Exercise objective: Among the entries, find the lines with the string "reports" and copy them.

Saved entries:
● ● ●

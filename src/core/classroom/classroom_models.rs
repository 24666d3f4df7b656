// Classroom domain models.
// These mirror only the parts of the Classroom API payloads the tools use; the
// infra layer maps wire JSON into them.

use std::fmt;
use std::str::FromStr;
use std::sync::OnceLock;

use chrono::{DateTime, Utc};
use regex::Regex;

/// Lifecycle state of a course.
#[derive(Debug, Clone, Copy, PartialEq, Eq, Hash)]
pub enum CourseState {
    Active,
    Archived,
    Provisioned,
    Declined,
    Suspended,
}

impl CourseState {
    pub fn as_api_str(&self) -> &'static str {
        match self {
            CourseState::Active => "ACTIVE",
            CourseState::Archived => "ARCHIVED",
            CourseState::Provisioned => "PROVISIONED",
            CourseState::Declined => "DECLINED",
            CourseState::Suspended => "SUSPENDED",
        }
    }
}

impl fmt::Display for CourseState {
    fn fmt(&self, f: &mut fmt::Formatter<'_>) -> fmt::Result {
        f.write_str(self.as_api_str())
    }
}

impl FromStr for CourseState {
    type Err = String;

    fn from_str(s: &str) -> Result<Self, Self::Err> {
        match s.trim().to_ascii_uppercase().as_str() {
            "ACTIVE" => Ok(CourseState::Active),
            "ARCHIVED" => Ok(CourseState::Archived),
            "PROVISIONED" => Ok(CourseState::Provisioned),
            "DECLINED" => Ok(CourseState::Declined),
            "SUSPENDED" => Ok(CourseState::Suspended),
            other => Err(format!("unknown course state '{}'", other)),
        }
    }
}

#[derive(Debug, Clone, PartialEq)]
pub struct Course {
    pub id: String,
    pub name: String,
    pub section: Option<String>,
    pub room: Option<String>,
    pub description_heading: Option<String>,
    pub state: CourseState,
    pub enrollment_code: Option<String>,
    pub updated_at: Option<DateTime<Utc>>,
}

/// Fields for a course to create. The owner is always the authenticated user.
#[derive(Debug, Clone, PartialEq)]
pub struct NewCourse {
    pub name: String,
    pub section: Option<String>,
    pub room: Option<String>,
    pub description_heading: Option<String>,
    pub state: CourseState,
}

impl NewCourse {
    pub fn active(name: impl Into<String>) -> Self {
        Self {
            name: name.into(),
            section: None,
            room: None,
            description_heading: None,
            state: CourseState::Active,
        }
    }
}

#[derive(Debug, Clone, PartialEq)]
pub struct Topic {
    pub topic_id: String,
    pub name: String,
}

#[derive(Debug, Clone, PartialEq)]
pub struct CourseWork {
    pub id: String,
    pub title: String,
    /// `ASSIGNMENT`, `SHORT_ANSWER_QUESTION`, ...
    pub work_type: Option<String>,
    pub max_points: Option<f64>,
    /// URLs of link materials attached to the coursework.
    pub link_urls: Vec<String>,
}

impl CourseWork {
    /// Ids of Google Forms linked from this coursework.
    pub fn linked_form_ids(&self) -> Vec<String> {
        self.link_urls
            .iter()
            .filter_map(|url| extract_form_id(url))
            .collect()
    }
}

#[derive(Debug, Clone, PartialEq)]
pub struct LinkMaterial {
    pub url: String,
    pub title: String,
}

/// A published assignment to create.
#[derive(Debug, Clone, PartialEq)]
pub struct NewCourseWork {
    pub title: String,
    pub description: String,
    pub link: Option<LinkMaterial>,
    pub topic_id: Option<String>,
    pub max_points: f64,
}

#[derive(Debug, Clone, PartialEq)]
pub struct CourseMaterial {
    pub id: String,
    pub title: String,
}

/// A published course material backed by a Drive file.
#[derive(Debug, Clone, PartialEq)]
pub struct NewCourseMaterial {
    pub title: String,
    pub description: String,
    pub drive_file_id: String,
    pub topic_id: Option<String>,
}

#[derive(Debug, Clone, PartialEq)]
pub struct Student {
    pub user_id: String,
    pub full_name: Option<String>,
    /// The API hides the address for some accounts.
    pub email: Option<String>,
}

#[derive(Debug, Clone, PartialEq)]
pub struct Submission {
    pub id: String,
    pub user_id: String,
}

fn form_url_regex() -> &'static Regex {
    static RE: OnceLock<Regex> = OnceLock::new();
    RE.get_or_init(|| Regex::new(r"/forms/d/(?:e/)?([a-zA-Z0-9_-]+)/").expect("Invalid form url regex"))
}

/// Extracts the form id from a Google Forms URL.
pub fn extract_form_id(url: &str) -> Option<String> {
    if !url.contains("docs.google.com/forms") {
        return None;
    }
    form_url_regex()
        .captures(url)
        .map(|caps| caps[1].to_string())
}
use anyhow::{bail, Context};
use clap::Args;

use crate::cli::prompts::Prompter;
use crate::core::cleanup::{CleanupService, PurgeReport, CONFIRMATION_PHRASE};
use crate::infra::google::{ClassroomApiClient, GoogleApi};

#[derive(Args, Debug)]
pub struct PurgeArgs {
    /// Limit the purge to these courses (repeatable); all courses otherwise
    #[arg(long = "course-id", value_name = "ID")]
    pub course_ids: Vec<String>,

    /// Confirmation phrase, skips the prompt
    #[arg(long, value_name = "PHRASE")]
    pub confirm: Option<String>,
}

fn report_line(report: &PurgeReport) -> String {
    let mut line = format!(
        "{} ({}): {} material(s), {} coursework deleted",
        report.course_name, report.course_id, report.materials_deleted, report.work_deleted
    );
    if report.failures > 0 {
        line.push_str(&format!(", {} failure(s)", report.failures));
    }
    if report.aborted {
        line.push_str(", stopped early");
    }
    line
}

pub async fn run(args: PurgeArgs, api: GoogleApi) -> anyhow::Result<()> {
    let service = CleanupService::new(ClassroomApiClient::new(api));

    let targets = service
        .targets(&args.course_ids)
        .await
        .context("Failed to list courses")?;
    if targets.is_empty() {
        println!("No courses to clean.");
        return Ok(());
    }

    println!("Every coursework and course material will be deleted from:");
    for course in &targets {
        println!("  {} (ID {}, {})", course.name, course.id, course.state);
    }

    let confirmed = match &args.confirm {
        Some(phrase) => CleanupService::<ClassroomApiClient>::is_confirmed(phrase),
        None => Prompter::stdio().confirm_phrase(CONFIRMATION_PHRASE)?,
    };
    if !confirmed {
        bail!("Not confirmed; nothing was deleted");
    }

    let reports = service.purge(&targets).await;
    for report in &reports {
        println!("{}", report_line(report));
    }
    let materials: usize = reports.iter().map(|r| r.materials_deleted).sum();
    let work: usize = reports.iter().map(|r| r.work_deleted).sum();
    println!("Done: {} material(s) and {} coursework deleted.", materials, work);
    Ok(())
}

● ● ●

Answer section:
    let reports = service.purge(&targets).await;
    for report in &reports {
    let materials: usize = reports.iter().map(|r| r.materials_deleted).sum();
    let work: usize = reports.iter().map(|r| r.work_deleted).sum();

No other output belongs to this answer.